### About this exercise
Using the records that appear below, write out exactly the lines from the one with "const DEFAULT_SERVER_ADDR: &str" through the one with "threshold [-1.0, 1.0]", keeping both end lines.

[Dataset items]
━━━━━━━━

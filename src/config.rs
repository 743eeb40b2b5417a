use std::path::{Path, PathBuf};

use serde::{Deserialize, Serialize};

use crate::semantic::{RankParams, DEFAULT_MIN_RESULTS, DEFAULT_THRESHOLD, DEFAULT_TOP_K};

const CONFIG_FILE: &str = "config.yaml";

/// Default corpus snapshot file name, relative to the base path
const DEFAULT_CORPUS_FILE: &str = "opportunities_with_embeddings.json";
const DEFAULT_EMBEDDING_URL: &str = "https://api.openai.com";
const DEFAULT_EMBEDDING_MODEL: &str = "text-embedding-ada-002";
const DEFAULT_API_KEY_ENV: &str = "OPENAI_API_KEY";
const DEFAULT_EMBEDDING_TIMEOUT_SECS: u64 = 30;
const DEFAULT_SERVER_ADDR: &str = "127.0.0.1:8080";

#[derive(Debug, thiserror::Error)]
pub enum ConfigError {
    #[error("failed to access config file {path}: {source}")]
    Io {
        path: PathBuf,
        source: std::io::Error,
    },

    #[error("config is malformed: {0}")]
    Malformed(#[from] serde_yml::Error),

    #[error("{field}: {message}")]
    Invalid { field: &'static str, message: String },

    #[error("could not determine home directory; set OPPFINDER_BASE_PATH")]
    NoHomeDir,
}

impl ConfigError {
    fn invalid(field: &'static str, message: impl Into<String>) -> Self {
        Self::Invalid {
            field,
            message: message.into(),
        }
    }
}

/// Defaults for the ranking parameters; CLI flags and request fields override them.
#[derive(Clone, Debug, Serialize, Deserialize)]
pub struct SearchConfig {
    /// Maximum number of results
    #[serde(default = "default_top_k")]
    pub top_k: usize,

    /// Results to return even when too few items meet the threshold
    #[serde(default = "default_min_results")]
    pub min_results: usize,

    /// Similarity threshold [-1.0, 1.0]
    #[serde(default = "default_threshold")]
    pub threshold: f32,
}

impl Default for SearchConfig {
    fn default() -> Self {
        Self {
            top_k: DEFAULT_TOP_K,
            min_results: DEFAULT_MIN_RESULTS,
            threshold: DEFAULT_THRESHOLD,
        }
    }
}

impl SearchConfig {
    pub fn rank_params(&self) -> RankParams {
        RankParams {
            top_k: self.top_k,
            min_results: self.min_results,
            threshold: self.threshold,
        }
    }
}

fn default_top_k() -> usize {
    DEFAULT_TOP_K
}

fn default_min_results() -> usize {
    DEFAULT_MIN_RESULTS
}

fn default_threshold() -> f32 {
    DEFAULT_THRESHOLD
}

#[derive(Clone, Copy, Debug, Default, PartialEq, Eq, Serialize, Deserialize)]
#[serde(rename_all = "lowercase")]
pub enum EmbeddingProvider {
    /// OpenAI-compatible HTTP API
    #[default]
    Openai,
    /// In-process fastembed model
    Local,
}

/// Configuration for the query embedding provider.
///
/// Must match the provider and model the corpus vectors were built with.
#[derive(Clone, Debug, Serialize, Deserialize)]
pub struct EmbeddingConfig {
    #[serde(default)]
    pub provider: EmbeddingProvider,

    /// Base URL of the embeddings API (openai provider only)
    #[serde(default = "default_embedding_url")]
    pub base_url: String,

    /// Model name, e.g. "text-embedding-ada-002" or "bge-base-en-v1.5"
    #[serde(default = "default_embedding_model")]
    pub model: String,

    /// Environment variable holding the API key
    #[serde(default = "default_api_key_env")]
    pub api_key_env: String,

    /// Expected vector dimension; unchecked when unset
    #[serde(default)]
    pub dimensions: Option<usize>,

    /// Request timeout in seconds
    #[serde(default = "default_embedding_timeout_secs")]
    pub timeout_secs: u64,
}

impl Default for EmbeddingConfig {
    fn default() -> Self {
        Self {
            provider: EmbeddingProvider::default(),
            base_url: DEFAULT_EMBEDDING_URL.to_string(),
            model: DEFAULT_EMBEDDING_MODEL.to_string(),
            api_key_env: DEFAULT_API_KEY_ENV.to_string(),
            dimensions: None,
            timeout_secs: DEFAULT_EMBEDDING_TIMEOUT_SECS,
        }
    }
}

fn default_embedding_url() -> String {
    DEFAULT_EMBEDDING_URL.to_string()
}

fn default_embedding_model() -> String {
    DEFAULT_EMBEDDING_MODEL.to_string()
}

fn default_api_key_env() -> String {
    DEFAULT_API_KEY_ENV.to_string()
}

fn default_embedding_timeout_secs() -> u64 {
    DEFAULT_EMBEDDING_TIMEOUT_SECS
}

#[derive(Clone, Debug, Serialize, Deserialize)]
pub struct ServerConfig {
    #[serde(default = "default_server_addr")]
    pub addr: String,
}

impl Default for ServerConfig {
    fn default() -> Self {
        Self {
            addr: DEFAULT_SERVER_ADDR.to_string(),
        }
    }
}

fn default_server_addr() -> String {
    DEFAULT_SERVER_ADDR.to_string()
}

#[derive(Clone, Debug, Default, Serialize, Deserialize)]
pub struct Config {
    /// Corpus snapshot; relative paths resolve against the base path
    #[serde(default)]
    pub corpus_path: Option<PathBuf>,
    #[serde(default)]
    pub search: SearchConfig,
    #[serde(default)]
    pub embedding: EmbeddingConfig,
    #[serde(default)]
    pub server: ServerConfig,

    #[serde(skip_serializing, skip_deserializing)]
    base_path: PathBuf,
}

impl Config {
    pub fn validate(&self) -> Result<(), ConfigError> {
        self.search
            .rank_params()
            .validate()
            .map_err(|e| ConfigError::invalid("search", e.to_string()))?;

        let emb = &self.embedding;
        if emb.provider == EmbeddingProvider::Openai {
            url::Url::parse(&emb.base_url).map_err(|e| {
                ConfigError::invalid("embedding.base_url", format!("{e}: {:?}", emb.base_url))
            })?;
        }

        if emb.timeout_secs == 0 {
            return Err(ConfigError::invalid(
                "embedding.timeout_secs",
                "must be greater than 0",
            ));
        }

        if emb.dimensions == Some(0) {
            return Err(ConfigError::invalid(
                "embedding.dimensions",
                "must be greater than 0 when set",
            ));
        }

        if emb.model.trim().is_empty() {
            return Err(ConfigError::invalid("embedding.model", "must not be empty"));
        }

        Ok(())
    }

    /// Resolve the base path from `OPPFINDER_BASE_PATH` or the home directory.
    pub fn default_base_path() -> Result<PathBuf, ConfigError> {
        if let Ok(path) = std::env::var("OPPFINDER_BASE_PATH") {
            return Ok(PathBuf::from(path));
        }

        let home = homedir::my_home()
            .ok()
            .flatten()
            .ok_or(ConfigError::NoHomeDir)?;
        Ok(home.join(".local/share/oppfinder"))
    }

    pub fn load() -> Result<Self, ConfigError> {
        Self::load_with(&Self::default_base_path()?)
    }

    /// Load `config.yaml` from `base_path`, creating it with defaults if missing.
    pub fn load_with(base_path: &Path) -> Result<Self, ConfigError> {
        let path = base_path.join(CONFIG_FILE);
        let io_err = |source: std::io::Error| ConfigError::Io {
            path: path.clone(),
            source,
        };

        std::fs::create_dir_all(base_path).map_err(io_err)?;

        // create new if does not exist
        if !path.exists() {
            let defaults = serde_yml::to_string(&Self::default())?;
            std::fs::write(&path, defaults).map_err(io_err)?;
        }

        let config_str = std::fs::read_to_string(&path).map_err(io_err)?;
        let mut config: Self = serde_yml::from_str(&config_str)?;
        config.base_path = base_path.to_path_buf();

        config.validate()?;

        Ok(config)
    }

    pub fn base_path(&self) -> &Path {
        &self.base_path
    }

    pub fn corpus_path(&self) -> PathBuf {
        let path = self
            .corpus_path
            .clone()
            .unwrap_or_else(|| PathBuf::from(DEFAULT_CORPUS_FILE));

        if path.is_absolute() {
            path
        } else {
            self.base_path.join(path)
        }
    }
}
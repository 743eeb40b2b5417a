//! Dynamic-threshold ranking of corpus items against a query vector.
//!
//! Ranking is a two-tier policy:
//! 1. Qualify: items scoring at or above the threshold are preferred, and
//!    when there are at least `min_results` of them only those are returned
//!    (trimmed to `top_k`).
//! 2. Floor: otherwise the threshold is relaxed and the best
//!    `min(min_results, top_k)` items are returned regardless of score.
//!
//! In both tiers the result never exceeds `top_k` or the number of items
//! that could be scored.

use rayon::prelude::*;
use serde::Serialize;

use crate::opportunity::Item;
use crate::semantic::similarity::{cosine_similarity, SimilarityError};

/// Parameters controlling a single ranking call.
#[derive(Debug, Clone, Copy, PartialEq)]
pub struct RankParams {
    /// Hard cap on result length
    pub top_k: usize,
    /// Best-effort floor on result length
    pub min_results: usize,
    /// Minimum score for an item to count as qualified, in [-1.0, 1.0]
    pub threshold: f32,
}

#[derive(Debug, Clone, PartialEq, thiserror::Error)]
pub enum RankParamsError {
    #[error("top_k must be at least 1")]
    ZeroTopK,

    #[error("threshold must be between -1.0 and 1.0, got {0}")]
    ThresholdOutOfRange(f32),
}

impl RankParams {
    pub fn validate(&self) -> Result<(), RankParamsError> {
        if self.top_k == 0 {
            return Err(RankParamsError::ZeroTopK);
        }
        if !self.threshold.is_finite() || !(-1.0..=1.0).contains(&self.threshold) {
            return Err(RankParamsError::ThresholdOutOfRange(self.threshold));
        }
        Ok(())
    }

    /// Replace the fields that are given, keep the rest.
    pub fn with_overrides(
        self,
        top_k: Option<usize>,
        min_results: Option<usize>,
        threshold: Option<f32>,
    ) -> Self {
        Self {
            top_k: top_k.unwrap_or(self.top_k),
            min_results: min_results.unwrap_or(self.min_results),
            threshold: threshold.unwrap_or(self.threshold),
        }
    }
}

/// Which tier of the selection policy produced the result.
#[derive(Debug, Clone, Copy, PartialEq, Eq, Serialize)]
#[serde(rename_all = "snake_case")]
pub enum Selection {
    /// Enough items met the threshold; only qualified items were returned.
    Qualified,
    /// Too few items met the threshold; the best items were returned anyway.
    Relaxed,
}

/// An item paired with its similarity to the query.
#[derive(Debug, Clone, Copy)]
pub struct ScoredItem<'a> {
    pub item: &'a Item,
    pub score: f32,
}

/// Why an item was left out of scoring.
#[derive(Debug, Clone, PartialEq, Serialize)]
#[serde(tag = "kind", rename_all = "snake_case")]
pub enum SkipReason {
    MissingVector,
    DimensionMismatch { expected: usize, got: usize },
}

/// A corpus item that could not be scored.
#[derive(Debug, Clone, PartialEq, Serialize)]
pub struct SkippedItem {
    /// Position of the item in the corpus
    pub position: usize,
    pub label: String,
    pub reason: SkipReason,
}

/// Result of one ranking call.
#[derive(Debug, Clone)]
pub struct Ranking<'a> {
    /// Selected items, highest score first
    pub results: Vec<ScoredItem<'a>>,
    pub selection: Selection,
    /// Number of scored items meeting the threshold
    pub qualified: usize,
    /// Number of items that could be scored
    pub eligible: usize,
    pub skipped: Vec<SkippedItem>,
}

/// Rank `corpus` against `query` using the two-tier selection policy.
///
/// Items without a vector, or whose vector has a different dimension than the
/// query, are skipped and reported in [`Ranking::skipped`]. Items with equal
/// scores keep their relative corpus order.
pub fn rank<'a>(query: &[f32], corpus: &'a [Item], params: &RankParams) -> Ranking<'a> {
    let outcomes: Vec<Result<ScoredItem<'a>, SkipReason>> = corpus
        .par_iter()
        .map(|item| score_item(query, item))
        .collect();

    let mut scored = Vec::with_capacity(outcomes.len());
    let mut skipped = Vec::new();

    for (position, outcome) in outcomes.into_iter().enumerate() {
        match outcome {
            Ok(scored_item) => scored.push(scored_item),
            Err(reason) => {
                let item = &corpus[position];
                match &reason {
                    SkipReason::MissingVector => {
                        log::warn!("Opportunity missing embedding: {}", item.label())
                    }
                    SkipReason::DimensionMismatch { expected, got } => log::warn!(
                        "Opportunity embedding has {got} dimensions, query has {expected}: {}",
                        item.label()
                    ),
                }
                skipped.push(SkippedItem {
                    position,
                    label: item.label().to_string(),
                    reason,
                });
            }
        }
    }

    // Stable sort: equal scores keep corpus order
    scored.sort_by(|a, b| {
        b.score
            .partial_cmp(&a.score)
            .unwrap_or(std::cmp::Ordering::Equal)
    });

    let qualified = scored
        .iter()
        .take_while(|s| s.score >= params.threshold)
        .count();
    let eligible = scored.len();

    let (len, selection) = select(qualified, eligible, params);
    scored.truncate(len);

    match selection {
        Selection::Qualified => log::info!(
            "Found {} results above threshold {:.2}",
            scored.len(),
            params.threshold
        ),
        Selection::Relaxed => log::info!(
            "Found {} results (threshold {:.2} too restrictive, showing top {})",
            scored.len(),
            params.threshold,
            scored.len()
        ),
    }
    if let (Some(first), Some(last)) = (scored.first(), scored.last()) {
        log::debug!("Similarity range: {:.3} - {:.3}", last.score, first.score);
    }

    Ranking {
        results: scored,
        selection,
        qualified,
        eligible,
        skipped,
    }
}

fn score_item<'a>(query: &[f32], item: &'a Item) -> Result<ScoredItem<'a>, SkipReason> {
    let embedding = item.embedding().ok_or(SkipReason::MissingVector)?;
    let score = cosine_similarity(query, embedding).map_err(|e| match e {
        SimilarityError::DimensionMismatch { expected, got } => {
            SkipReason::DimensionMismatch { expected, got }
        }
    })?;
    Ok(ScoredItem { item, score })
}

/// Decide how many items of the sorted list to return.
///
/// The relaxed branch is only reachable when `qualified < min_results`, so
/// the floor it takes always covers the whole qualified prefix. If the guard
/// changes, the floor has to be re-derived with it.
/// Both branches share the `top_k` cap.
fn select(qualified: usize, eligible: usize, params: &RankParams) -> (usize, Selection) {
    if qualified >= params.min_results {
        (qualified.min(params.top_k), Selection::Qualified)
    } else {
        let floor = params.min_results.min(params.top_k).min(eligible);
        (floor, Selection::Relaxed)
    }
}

━━━━━━━━

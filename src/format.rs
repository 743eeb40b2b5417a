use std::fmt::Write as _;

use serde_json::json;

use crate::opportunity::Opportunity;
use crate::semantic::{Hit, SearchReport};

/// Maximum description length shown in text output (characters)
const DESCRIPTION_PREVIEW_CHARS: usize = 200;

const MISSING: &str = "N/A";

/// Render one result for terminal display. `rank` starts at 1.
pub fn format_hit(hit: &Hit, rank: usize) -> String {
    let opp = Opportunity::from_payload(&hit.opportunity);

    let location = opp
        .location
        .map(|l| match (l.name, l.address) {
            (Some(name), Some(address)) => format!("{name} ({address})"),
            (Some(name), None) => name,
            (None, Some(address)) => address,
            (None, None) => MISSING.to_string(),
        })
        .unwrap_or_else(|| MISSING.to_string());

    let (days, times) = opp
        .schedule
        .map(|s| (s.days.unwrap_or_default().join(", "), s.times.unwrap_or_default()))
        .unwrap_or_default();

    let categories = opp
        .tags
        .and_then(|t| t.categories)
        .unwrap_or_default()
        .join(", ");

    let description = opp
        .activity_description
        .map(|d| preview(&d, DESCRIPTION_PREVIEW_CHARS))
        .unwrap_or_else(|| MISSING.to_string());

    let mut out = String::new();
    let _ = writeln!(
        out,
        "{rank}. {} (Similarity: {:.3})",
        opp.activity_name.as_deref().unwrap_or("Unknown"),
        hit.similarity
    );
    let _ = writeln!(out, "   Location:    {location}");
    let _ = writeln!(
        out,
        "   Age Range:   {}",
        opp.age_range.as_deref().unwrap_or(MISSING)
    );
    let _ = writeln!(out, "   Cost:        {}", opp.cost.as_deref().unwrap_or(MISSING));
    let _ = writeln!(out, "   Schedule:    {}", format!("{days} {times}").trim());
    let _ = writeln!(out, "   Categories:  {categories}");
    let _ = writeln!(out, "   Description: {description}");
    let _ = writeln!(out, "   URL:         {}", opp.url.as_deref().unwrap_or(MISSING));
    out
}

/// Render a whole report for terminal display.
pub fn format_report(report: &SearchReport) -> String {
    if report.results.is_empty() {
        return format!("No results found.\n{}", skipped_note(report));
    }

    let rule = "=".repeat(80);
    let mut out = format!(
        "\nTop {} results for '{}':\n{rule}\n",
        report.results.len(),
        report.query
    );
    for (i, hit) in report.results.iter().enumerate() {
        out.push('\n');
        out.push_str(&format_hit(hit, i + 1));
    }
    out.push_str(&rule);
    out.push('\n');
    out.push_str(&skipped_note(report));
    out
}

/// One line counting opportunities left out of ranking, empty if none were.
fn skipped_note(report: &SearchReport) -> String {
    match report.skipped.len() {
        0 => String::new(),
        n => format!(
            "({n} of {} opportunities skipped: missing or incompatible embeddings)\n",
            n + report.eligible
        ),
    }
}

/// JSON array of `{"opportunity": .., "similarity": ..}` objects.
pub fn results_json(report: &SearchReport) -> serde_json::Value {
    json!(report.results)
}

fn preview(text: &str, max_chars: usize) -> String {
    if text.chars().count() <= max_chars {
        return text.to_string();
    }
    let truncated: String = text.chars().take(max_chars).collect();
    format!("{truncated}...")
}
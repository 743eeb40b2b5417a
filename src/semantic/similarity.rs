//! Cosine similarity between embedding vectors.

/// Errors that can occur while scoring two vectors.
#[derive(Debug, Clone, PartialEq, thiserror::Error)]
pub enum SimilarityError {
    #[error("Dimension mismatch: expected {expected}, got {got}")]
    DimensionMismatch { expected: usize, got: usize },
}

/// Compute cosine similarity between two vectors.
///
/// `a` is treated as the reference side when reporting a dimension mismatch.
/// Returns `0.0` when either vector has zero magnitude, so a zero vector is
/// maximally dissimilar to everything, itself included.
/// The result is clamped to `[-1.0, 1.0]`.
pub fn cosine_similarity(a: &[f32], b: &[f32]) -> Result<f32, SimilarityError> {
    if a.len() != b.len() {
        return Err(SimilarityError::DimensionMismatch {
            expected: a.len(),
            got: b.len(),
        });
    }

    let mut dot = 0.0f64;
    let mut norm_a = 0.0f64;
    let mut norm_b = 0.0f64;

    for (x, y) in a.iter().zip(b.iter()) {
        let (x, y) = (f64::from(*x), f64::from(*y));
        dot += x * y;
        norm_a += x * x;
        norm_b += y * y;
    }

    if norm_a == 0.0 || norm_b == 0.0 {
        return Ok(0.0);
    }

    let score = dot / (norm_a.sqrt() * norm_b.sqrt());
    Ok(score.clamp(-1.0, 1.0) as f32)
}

━━━━━━━━

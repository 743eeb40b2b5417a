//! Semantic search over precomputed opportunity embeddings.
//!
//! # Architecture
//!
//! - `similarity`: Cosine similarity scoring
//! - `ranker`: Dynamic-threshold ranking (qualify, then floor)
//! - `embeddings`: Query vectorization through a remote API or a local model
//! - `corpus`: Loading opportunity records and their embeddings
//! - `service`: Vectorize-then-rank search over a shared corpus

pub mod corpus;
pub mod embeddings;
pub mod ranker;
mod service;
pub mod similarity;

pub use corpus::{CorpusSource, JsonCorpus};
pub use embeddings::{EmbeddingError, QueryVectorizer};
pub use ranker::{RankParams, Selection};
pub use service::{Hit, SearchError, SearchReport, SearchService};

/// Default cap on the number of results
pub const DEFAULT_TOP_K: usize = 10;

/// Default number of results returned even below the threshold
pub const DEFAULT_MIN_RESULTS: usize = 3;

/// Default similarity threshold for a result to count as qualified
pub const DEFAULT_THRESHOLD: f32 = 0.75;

━━━━━━━━

### Your response
const DEFAULT_SERVER_ADDR: &str = "127.0.0.1:8080";

#[derive(Debug, thiserror::Error)]
pub enum ConfigError {
    #[error("failed to access config file {path}: {source}")]
    Io {
        path: PathBuf,
        source: std::io::Error,
    },

    #[error("config is malformed: {0}")]
    Malformed(#[from] serde_yml::Error),

    #[error("{field}: {message}")]
    Invalid { field: &'static str, message: String },

    #[error("could not determine home directory; set OPPFINDER_BASE_PATH")]
    NoHomeDir,
}

impl ConfigError {
    fn invalid(field: &'static str, message: impl Into<String>) -> Self {
        Self::Invalid {
            field,
            message: message.into(),
        }
    }
}

/// Defaults for the ranking parameters; CLI flags and request fields override them.
#[derive(Clone, Debug, Serialize, Deserialize)]
pub struct SearchConfig {
    /// Maximum number of results
    #[serde(default = "default_top_k")]
    pub top_k: usize,

    /// Results to return even when too few items meet the threshold
    #[serde(default = "default_min_results")]
    pub min_results: usize,

    /// Similarity threshold [-1.0, 1.0]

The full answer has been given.